### Your task
On how many lines of these entries does the word "MenuError" occur? State the number alone.

-------- Working data

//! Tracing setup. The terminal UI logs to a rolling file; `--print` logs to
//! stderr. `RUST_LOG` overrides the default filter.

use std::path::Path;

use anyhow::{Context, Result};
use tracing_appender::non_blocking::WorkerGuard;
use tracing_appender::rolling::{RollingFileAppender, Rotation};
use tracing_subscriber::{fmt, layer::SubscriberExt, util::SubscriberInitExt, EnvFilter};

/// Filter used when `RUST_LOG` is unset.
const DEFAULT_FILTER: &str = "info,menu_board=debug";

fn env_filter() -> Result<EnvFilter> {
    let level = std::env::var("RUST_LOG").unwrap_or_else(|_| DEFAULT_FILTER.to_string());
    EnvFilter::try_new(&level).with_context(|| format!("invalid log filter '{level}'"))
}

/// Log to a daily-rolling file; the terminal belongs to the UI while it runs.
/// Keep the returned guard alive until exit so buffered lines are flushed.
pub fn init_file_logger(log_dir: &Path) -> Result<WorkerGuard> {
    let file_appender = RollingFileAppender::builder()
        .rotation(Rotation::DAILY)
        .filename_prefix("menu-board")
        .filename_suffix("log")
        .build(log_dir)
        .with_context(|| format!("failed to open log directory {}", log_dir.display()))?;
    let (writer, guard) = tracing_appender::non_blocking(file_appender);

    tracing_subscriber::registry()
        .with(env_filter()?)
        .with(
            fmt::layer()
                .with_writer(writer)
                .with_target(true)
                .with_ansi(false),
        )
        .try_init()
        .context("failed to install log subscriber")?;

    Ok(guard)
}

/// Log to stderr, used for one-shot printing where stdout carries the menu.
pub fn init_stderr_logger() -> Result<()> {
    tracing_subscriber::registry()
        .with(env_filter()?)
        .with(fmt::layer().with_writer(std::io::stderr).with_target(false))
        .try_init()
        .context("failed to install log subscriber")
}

----------------
-------- Working data

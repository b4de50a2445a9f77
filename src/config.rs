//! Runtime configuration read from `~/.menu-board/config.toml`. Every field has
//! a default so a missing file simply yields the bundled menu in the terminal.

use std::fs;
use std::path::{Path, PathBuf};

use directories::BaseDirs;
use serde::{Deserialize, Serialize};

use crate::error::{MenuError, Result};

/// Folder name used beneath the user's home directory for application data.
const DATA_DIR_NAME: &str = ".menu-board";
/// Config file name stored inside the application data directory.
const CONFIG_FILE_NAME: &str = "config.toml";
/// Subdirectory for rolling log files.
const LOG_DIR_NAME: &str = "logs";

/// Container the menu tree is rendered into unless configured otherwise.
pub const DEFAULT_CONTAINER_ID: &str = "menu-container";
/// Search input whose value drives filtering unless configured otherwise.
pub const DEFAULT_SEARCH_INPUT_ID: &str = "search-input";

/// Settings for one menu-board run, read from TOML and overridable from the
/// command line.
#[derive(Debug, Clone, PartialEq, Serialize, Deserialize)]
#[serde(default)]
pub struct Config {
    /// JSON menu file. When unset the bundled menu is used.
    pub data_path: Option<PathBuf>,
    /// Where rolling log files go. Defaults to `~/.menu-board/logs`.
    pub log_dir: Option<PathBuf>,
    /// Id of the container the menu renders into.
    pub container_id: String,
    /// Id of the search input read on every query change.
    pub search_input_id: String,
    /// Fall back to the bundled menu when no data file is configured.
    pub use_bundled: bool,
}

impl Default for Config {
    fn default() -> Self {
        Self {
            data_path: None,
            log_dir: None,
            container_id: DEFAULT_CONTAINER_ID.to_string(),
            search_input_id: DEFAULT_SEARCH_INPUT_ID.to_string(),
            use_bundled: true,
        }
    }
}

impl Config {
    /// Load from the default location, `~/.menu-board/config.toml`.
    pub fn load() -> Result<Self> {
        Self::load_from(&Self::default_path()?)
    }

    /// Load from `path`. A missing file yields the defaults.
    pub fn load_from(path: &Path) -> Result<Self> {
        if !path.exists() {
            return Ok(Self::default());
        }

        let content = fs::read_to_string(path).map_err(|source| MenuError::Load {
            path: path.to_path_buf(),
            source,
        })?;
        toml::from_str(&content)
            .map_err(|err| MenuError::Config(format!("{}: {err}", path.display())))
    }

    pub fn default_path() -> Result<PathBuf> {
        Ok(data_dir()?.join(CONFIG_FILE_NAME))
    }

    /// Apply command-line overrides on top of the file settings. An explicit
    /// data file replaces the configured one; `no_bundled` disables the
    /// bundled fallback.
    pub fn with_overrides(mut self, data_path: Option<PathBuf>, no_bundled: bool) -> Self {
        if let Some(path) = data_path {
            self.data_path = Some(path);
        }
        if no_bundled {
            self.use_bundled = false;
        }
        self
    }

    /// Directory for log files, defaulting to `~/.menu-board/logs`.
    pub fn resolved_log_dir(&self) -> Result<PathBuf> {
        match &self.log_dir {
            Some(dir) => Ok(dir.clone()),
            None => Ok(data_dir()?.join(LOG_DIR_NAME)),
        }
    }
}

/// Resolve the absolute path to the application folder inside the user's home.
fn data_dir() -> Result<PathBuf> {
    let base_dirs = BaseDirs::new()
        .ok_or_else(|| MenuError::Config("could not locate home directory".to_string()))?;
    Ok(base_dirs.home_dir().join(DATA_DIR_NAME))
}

----------------

### Response to the task
4